Recently though, Sofia, who’s afraid of flying as you know, was told by her therapist not to take anything to fly. No pills, no drinks. He suggested by erasing her memory of flying, she’s erasing any possible good memories just as much as the negative ones that populate and overtake her on the plane. And it worked. Her last few flights were better, easier. Now she has positive associations of flying to conjure next time she boards the plane. I thought about that a lot as we got ready for this latest performance on Seth Meyers. Could I stay in my body? Live the moment and enjoy it? Could I remember it after and associate it with good feelings? Could I watch us on TV? The answer is yes. I was able to do all those things. I must have said a dozen times as we performed: this is fun! I like this! We sound good, Sara looks cool! Seems ridiculous, but I think it worked. I feel no trauma or stress about the performance, in fact, there’s a rumor that we’ll get more TV shortly, and I’m actually really excited about it.
After Seth Meyers, you and I shuttled between interviews in New York and I cried in the last interview retelling the story of how happy I felt being in a band, holding my guitar, and watching you strut around the stage singing Yellow the night before. Why? The raw joy of having enjoyed myself reminded me of how lucky I am, how truly fucking lucky I am to play music and be in a band. It was so raw, so close to my throat and my heart, I couldn’t stop myself from crying with joy as I recounted it. I needed that reminder. I think I’d lost the joy along the way.
Of course, you pointed that out years earlier, when we were at the record company pitching Hey, I’m Just Like You in early 2019. You told the staff assembled to hear about our new album that listening to our demos from high school and watching the VHS recordings of us performing our first concerts to friends in the 90s shifted something in you. You were stuck by how joyful we were then. So much of our early career was about anxiety, disappointment, sexism, misogyny, loneliness, and rejection, and you'd forgotten, that first, before all that, there was joy. You wanted that again, you told them, and me, and everyone else who would listen the next year. I wanted it too.

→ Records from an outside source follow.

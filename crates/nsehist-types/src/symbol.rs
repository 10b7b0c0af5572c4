//! Index name normalization.

/// Index-family tokens NSE always spells in capitals.
const INDEX_FAMILIES: &[(&str, &str)] = &[
    ("nifty", "NIFTY"),
    ("sensex", "SENSEX"),
    ("bankex", "BANKEX"),
];

/// Canonicalizes a user-entered index name to NSE's capitalization.
///
/// Whole whitespace-separated tokens matching a known index family
/// (`nifty`, `sensex`, `bankex`, any casing) are upper-cased; every other
/// token keeps its casing. Tokens are re-joined with single spaces, so
/// `"nifty  Bank"` becomes `"NIFTY Bank"`. Blank input is returned as-is.
///
/// # Example
///
/// ```
/// use nsehist_types::normalize_index_name;
///
/// assert_eq!(normalize_index_name("Nifty Midcap 150"), "NIFTY Midcap 150");
/// assert_eq!(normalize_index_name("NIFTY 50"), "NIFTY 50");
/// ```
#[must_use]
pub fn normalize_index_name(name: &str) -> String {
    if name.trim().is_empty() {
        return name.to_string();
    }

    name.split_whitespace()
        .map(|word| {
            INDEX_FAMILIES
                .iter()
                .find(|(lower, _)| word.eq_ignore_ascii_case(lower))
                .map_or(word, |&(_, canonical)| canonical)
        })
        .collect::<Vec<_>>()
        .join(" ")
}

/// Optional variant of [`normalize_index_name`]; `None` stays `None`.
#[must_use]
pub fn normalize_index_name_opt(name: Option<&str>) -> Option<String> {
    name.map(normalize_index_name)
}

#[cfg(test)]
mod tests {
    use super::*;

    #[test]
    fn test_known_families_uppercased() {
        assert_eq!(normalize_index_name("nifty 50"), "NIFTY 50");
        assert_eq!(normalize_index_name("Nifty Bank"), "NIFTY Bank");
        assert_eq!(normalize_index_name("sensex"), "SENSEX");
        assert_eq!(normalize_index_name("BanKex"), "BANKEX");
    }

    #[test]
    fn test_other_tokens_keep_casing() {
        assert_eq!(
            normalize_index_name("nifty Smallcap 250"),
            "NIFTY Smallcap 250"
        );
        assert_eq!(normalize_index_name("India VIX"), "India VIX");
    }

    #[test]
    fn test_only_whole_tokens_match() {
        // "NIFTY50" is a token of its own, not the "nifty" family word
        assert_eq!(normalize_index_name("nifty50 value 20"), "nifty50 value 20");
    }

    #[test]
    fn test_idempotent() {
        for input in ["nifty bank", "Nifty Midcap 150", "sensex", "NIFTY IT", "abc"] {
            let once = normalize_index_name(input);
            assert_eq!(normalize_index_name(&once), once);
        }
    }

    #[test]
    fn test_empty_and_missing() {
        assert_eq!(normalize_index_name(""), "");
        assert_eq!(normalize_index_name("   "), "   ");
        assert_eq!(normalize_index_name_opt(None), None);
        assert_eq!(
            normalize_index_name_opt(Some("nifty it")),
            Some("NIFTY it".to_string())
        );
    }
}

But it never came on that month-long trek across North America in support of the book and album we made before Covid struck. I did find myself feeling happy on-stage playing music with just you, but I didn’t experience joy. Now three years later I have. That joy I had as a young person that was stripped away has returned. On stage on Seth Meyers. Just being in a band. Just doing what we love to do. I hope I don’t lose it before we leave on tour. But I guess if I do, I can always search for it again. It’s always there, somewhere inside of me. We leave in less than a month for our first shows in three years, and we need to, it’s time. I’m still worried about what will happen out there, because a lot has changed. But after last week I know we can do it, and it might even be fun.